Nature has more than one paintbrush at its disposal. Winds blow in plumes of smoke and dust to coat surfaces with black, gray, metallic, even reddish or yellow tones. Volcanoes spew dark ash and tephra that can be millimeters to meters thick. And landslides and lahars slosh thick layers of soil, pulverized rock, muck, and sediment on the icy canvases.
This natural painting is an apt metaphor for the work of Kimberly Casey, a NASA glaciologist who once considered becoming an artist. After high school, she had scholarships for both science and art; she chose the former, but her artistic side has not disappeared. She continues to paint, draw, and take photographs, and those artistic skills and interests overlap with the ones she uses to explore new ground as a scientist. Casey is fascinated by the way the human eye perceives reality, and also intrigued by the deeper, hidden layers of meaning embedded in natural environments.

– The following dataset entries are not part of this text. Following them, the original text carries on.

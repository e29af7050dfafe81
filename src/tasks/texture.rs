//! Textures, converted once into every mip level

use crate::content::{FilePath, FileType};
use crate::error::{CookError, CookResult};
use crate::task::{
    atomic_write_final_output_with, default_out_of_date_cook_multi, post_cook_update_metadata,
    CookContext, CookPriority, CookTask,
};
use flate2::write::ZlibEncoder;
use flate2::Compression;
use std::fs;
use std::io::Write;

const MAGIC: &[u8; 3] = b"SIF";

pub struct TextureCookTask;

fn level_of(file_type: FileType) -> Option<u8> {
    FileType::TEXTURES
        .iter()
        .position(|t| *t == file_type)
        .map(|i| i as u8)
}

/// Level `n` keeps every `2^n`-th byte of the source image
fn encode_level(source: &[u8], level: u8) -> Vec<u8> {
    source.iter().step_by(1 << level).copied().collect()
}

impl TextureCookTask {
    /// All levels of the texture, whichever level was requested
    fn all_levels(path: &FilePath) -> Vec<FilePath> {
        FileType::TEXTURES.iter().map(|t| path.with_type(*t)).collect()
    }

    fn convert(&self, ctx: &dyn CookContext, path: &FilePath) -> CookResult<()> {
        let source = fs::read(ctx.paths().source_path(path))
            .map_err(|e| CookError::task(path, format!("cannot read image: {e}")))?;

        for level_path in Self::all_levels(path) {
            let level = level_of(level_path.file_type())
                .ok_or_else(|| CookError::bug(format!("{level_path} is not a texture")))?;
            let pixels = encode_level(&source, level);
            atomic_write_final_output_with(&ctx.paths().cooked_path(&level_path), |file| {
                file.write_all(MAGIC)?;
                file.write_all(&[level])?;
                file.write_all(&(source.len() as u64).to_le_bytes())?;
                let mut encoder = ZlibEncoder::new(file, Compression::fast());
                encoder.write_all(&pixels)?;
                encoder.finish()?;
                Ok(())
            })?;
        }
        Ok(())
    }
}

impl CookTask for TextureCookTask {
    fn name(&self) -> &'static str {
        "texture"
    }

    fn priority(&self) -> i32 {
        CookPriority::TEXTURE
    }

    fn can_cook(&self, path: &FilePath) -> bool {
        path.file_type().is_texture()
    }

    /// A single level cannot be produced on its own; every level is cooked
    /// and committed.
    fn cook_single(&self, ctx: &dyn CookContext, path: &FilePath) -> CookResult<()> {
        self.convert(ctx, path)?;
        post_cook_update_metadata(self, ctx, &Self::all_levels(path))
    }

    fn cook_all_out_of_date_content(&self, ctx: &dyn CookContext) -> CookResult<()> {
        default_out_of_date_cook_multi(self, ctx, &FileType::TEXTURES, true)
    }

    fn internal_cook(&self, ctx: &dyn CookContext, path: &FilePath) -> CookResult<()> {
        self.convert(ctx, path)
    }

    fn internal_cook_multi(&self, ctx: &dyn CookContext, paths: &[FilePath]) -> CookResult<()> {
        match paths.first() {
            Some(first) => self.convert(ctx, first),
            None => Ok(()),
        }
    }
}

Casey is one of the first scientists to use satellite data to distinguish between the different types of debris—ranging from fine-grained aerosols, to bits of volcanic ash, to the large rocks and boulders—that end up on glaciers. After numerous expeditions to far-flung mountains, and years combing through satellite data at NASA’s Goddard Space Flight Center and the University of Oslo, she has something to show for it. Casey has produced satellite-derived maps of debris at key glaciers around the world. Her maps not only discriminate between dirty and clean ice; they describe the composition and source of the particulates and debris.
“People have made rudimentary maps of ice debris before, but there has been very little work to map the geochemical composition of particulates on ice with satellites,” she said. The techniques she is pioneering could help answer long-standing, controversial questions about the impact of climate change on glaciers.